--- INFORMATION SHOWN Enclosed Below ---
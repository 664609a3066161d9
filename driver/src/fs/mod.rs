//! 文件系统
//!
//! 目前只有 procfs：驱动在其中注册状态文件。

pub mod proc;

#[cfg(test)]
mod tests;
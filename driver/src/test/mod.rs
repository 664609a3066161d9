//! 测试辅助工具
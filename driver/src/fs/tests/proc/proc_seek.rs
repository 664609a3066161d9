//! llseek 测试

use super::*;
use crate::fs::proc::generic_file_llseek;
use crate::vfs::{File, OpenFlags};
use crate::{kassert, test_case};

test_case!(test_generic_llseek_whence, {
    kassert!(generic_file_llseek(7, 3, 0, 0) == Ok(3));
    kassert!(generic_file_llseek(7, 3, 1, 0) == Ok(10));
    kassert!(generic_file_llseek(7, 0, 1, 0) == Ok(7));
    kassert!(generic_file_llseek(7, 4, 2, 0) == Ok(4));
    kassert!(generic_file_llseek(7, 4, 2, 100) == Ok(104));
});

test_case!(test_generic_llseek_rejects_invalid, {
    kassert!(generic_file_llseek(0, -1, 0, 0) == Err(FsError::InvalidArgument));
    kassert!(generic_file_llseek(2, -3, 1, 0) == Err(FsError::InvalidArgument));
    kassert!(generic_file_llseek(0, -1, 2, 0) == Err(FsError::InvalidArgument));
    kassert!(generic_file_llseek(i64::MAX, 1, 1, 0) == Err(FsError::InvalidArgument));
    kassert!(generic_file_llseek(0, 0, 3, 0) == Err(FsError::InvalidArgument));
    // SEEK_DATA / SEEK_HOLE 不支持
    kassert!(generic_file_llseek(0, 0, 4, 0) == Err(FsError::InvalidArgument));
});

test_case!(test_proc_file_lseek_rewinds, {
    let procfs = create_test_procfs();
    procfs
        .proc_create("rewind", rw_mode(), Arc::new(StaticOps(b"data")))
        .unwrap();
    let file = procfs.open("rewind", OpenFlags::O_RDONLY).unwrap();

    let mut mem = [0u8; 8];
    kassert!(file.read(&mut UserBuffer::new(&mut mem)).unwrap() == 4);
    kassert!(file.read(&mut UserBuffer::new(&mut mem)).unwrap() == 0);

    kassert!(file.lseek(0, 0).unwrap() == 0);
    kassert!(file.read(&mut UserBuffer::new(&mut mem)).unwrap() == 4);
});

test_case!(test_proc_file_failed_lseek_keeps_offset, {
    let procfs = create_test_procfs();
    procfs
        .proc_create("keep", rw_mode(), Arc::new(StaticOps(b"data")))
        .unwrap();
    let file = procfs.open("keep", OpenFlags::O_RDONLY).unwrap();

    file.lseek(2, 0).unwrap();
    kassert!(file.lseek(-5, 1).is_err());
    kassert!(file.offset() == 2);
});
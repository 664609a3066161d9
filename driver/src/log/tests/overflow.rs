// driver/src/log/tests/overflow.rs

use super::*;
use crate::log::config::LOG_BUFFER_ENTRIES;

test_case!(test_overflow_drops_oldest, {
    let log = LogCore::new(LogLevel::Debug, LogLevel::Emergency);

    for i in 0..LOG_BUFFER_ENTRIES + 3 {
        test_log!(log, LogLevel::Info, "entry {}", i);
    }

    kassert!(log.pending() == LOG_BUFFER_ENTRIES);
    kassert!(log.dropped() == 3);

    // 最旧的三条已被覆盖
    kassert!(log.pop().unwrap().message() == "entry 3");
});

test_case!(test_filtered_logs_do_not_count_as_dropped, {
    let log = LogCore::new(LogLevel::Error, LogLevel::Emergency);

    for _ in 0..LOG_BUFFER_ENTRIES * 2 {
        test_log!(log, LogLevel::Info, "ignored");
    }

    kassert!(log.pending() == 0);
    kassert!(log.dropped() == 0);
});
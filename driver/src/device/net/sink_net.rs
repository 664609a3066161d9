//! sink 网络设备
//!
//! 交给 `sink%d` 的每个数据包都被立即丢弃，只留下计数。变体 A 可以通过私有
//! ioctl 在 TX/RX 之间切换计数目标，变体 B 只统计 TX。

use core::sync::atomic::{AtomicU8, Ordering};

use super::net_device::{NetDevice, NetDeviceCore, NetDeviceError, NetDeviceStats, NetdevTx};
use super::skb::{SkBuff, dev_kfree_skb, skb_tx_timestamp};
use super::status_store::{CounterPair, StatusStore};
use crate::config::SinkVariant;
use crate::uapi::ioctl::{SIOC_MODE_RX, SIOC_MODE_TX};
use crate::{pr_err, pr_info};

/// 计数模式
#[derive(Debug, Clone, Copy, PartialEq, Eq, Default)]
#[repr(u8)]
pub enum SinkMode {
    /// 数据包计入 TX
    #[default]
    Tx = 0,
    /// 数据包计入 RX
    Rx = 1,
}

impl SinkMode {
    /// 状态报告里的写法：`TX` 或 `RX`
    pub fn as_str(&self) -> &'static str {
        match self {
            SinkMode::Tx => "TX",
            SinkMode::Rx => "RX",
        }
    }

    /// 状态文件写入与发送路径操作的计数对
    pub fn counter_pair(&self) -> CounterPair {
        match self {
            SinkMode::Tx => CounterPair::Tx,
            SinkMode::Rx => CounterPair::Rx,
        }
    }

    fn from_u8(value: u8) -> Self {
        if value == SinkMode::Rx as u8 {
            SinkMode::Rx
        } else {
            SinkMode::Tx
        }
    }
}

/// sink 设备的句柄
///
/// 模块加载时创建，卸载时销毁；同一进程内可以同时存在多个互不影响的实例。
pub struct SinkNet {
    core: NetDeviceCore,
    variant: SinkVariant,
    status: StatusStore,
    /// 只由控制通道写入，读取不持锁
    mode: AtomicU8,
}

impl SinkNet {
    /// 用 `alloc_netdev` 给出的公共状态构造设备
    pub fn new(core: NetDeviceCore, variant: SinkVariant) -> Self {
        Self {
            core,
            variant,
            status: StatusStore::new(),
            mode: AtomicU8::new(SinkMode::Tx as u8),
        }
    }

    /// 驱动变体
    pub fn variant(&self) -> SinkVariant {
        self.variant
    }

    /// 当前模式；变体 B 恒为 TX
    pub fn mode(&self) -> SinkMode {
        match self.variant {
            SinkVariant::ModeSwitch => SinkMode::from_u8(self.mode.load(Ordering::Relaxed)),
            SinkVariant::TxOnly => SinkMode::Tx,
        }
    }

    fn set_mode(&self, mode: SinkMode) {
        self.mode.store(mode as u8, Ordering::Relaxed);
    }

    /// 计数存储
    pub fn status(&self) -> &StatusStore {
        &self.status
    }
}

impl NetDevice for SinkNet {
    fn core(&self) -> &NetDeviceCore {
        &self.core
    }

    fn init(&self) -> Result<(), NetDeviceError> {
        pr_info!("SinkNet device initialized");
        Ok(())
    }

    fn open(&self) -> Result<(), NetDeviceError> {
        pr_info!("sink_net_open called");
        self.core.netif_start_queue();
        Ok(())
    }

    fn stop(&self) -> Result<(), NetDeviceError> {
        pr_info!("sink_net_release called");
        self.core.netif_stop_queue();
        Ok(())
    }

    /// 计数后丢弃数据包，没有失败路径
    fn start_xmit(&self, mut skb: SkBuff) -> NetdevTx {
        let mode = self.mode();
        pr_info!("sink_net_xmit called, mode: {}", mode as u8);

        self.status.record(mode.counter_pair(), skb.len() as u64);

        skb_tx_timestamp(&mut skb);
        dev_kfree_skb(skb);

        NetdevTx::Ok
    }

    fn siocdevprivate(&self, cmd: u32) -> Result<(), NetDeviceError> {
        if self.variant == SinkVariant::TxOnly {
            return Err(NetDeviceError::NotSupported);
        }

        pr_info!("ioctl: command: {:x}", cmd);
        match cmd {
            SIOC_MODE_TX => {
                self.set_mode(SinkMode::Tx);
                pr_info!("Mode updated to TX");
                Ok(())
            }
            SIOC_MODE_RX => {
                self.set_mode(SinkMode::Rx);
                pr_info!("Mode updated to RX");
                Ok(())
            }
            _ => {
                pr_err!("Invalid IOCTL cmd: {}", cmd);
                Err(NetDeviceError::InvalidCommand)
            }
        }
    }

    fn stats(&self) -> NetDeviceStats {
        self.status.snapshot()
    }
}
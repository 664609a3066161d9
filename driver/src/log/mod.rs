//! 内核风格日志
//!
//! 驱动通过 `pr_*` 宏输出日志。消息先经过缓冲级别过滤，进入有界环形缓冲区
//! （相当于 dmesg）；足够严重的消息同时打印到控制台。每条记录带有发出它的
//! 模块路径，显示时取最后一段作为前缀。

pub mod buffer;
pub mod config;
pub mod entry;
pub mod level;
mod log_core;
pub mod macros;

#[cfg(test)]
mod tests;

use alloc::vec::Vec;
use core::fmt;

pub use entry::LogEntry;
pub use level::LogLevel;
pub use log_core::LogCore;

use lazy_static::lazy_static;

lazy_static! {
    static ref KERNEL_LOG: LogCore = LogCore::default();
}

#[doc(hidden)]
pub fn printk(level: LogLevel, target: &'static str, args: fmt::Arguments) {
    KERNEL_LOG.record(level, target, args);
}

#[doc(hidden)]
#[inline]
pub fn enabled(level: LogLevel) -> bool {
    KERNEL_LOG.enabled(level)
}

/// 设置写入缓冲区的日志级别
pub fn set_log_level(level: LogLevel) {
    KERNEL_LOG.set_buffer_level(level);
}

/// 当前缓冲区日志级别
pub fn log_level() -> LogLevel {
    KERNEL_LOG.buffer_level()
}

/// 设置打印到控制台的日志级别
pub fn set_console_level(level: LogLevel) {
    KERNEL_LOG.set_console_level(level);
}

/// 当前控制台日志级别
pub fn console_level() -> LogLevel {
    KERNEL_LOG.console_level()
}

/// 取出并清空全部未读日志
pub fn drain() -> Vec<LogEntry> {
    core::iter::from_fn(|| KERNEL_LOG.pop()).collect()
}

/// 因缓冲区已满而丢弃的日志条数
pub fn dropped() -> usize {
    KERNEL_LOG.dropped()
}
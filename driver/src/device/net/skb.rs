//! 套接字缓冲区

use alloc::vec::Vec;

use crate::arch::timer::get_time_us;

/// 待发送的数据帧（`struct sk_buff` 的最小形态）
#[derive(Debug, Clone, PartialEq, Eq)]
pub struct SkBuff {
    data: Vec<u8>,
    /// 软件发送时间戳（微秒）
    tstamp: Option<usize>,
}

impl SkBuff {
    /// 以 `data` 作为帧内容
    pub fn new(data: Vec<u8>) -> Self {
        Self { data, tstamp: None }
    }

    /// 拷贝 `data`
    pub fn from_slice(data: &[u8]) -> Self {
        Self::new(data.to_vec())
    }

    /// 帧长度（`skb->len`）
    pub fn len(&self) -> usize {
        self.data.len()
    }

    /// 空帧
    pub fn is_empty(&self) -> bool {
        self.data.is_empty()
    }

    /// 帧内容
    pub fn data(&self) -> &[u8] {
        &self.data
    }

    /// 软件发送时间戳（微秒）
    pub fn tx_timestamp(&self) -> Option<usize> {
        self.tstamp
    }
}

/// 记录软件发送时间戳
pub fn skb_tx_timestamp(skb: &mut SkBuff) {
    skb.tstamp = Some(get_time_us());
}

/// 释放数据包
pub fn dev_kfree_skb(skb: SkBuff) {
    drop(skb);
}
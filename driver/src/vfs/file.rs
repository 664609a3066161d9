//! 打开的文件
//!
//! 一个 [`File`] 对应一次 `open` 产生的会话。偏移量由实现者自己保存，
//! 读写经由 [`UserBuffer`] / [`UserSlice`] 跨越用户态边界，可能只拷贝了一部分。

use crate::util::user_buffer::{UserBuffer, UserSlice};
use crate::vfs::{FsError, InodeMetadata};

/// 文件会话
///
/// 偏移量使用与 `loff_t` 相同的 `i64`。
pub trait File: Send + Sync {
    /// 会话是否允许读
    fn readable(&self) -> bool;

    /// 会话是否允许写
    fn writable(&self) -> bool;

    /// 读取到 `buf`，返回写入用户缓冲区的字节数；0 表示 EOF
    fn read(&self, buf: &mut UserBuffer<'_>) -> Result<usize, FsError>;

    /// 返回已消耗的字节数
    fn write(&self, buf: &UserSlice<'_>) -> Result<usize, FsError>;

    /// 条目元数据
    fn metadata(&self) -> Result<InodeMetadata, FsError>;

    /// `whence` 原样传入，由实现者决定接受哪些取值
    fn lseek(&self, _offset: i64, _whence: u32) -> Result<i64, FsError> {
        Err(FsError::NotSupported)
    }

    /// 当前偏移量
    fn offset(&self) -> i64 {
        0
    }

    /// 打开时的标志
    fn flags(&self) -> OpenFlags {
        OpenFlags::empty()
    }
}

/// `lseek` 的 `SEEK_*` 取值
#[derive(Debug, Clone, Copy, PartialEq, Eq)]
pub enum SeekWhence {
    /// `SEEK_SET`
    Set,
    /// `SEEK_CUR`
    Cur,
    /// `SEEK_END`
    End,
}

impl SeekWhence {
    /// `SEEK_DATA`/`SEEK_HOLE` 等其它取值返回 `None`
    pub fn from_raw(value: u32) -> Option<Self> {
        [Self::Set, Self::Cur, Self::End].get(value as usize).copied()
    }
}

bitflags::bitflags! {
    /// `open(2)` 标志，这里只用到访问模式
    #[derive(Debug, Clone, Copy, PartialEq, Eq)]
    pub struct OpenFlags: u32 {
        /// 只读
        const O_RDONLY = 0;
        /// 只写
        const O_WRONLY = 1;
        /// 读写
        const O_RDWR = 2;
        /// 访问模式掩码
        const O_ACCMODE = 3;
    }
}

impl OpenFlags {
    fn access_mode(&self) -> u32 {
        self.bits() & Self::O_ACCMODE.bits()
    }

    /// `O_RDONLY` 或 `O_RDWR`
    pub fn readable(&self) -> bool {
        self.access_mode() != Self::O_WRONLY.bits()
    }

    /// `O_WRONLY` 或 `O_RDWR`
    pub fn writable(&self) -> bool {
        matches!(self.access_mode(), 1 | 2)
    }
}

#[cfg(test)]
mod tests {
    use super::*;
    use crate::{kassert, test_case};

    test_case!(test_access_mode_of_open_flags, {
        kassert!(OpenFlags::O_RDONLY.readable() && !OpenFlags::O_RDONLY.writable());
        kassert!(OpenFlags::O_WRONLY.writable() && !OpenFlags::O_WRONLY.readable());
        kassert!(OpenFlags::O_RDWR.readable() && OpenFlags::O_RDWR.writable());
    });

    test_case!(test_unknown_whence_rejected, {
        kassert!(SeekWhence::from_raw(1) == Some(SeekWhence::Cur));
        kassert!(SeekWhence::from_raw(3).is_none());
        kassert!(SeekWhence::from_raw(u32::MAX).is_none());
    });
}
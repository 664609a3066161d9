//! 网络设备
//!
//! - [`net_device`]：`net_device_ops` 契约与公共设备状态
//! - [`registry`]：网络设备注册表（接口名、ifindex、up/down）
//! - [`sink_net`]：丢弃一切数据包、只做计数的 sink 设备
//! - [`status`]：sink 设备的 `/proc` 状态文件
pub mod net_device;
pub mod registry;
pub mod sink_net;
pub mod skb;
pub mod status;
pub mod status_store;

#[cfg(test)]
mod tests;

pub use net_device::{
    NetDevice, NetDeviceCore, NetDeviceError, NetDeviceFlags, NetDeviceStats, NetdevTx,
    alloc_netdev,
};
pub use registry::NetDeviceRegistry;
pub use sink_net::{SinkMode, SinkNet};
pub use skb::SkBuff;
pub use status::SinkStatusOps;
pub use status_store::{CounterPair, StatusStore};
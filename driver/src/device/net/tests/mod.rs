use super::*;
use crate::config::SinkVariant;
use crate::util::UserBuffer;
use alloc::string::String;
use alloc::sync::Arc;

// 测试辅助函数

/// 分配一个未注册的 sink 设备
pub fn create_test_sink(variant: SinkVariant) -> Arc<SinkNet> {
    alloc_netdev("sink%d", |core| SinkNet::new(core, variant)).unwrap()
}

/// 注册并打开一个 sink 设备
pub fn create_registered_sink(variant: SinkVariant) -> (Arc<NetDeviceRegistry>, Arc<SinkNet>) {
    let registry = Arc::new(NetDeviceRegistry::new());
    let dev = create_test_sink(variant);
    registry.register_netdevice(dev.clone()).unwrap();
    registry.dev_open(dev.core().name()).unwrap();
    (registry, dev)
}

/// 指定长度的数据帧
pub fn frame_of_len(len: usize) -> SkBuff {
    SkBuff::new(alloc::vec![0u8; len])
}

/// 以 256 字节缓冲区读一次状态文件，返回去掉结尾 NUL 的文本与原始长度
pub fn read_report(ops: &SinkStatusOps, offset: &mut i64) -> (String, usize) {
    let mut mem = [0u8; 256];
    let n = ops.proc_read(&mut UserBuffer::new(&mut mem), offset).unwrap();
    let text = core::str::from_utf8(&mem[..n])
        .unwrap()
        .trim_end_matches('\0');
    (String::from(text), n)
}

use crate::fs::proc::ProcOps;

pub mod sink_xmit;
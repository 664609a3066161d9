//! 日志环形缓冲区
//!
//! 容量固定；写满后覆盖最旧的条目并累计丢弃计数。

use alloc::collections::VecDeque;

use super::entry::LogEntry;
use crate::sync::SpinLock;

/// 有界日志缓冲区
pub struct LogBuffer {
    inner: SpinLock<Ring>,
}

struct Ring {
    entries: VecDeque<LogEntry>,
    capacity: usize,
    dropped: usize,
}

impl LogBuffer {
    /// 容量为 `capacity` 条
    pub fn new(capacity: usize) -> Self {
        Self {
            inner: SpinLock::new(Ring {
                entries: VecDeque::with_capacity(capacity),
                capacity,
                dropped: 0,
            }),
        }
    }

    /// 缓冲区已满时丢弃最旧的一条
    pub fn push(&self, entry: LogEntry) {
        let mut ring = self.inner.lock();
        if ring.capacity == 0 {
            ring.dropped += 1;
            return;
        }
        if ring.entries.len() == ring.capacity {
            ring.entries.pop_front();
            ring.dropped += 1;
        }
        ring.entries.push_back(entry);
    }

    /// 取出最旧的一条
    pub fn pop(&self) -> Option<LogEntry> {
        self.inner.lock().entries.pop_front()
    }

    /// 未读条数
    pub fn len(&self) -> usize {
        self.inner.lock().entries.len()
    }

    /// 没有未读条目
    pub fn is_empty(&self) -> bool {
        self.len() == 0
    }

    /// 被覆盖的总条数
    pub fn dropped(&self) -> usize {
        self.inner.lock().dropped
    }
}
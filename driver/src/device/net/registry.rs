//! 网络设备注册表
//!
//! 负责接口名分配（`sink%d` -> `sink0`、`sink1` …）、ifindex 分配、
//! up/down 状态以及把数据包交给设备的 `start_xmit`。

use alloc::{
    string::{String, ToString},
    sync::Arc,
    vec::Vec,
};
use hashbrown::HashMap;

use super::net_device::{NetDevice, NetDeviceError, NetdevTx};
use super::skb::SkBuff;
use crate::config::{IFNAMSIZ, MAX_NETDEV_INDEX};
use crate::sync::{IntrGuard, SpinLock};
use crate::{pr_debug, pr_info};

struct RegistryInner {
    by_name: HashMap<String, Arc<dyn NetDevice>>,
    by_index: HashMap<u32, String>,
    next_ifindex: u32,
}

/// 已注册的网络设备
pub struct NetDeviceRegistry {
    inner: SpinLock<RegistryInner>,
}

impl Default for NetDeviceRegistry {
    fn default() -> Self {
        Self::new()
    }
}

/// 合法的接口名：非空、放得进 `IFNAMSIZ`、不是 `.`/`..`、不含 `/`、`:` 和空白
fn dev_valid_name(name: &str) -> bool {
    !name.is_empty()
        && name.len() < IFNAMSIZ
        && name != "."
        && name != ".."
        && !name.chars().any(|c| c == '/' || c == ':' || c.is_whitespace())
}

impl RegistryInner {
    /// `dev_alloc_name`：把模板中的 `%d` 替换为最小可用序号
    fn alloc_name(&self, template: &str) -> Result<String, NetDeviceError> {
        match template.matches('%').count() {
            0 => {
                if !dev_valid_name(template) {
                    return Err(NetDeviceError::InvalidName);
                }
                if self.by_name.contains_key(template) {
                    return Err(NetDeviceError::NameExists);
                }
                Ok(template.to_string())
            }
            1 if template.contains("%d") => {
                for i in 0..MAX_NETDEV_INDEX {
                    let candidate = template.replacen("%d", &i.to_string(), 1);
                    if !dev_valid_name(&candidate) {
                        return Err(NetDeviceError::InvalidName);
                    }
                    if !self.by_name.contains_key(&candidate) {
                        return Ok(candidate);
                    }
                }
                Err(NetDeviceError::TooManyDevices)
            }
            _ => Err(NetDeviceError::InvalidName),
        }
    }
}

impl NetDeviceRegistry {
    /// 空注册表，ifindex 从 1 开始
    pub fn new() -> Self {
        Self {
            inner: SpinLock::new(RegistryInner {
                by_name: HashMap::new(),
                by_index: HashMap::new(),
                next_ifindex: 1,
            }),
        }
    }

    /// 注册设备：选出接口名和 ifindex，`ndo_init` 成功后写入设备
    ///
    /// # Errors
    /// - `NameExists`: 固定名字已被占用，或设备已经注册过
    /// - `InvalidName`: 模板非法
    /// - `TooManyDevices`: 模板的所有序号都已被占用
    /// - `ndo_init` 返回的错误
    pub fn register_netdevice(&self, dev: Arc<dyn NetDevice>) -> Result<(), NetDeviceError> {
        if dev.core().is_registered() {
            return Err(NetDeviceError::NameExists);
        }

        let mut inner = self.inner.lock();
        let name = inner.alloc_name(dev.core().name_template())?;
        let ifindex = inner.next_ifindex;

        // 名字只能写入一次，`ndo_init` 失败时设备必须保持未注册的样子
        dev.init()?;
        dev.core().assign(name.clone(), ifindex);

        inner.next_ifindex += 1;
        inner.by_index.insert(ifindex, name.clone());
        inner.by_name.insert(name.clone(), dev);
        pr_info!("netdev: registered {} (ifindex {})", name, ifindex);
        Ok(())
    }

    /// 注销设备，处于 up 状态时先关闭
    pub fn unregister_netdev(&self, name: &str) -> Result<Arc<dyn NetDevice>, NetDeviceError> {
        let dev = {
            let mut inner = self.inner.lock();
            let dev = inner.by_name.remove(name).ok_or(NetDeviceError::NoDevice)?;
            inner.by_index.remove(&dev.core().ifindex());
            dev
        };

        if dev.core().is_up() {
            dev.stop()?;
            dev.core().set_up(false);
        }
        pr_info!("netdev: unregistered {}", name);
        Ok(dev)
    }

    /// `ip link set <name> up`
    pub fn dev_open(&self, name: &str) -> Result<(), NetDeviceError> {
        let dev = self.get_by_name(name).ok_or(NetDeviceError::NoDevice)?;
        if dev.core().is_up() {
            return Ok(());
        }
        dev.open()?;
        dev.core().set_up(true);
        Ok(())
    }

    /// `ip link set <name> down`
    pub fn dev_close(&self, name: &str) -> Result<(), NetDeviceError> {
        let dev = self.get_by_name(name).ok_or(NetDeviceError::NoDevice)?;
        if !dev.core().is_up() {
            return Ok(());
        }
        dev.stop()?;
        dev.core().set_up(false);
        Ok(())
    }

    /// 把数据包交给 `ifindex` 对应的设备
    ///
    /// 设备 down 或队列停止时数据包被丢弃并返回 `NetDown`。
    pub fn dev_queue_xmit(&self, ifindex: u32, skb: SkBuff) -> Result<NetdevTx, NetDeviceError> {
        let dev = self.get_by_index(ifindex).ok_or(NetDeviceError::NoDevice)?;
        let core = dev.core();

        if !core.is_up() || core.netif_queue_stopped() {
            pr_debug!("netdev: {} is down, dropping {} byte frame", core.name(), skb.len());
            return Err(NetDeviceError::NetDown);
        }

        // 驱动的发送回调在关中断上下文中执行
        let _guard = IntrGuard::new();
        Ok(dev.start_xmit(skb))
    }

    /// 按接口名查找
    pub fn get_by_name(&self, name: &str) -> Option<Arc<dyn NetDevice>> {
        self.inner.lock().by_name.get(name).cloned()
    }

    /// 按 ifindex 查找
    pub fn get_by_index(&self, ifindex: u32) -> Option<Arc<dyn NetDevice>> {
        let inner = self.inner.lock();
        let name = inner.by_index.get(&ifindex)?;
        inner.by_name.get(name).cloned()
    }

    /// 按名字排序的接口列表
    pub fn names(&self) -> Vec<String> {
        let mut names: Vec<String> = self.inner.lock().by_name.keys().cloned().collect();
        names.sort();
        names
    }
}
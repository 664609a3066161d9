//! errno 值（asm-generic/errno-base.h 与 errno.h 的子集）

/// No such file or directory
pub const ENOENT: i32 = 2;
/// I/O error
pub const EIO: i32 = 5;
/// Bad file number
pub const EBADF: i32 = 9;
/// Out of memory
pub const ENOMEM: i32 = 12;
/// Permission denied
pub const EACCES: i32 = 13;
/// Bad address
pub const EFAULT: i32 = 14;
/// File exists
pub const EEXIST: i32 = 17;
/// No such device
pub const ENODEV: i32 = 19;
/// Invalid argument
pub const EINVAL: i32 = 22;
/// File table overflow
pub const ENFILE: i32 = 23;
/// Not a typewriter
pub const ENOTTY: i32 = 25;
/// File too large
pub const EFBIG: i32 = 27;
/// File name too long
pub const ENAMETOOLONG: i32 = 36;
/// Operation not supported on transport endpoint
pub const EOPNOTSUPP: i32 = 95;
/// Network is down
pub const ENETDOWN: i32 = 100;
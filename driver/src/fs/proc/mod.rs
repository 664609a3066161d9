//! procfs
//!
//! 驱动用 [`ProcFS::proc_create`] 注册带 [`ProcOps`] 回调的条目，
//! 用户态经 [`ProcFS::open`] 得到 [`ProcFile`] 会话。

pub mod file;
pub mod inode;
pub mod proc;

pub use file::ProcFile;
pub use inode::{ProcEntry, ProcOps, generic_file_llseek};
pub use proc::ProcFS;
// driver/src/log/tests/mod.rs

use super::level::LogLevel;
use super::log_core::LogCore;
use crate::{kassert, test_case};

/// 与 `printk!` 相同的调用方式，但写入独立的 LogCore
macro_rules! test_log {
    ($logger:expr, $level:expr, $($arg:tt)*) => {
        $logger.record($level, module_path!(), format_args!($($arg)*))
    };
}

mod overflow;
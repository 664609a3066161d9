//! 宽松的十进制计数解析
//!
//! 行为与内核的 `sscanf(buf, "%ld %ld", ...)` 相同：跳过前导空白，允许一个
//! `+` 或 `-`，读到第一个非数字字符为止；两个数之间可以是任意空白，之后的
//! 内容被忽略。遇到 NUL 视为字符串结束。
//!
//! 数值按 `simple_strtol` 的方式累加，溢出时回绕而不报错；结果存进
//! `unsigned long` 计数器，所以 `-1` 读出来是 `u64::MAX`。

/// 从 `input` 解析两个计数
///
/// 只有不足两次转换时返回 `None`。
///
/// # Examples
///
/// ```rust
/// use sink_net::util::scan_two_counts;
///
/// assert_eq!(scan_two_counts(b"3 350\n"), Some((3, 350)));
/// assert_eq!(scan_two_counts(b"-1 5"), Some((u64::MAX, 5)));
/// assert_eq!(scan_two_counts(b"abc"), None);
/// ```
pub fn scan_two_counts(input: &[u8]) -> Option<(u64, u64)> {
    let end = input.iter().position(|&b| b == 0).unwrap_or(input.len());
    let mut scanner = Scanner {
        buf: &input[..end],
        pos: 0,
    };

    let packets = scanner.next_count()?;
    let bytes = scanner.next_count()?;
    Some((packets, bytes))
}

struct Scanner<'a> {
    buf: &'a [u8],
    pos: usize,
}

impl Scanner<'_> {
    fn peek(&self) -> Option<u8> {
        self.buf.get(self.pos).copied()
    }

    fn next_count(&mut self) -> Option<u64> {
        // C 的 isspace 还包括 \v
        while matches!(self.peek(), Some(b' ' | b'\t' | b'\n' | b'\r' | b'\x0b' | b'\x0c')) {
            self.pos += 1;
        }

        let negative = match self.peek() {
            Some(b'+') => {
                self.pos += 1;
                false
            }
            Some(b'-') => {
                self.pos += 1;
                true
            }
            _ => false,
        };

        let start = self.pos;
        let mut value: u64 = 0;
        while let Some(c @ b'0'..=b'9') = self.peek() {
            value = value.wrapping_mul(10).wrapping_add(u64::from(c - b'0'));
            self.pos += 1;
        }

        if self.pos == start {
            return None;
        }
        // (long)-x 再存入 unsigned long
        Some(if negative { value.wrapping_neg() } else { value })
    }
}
--- End of Enclosed INFORMATION SHOWN ---
# WORK REQUEST
Go through the listing and copy each line with the string "UserBuffer".

# RESULT OF THIS EXERCISE
    kassert!(file.read(&mut UserBuffer::new(&mut mem)).unwrap() == 4);
    kassert!(file.read(&mut UserBuffer::new(&mut mem)).unwrap() == 0);
    kassert!(file.read(&mut UserBuffer::new(&mut mem)).unwrap() == 4);
//! 读写经由 [`UserBuffer`] / [`UserSlice`] 跨越用户态边界，可能只拷贝了一部分。
use crate::util::user_buffer::{UserBuffer, UserSlice};
    fn read(&self, buf: &mut UserBuffer<'_>) -> Result<usize, FsError>;
use crate::util::UserBuffer;
    let n = ops.proc_read(&mut UserBuffer::new(&mut mem), offset).unwrap();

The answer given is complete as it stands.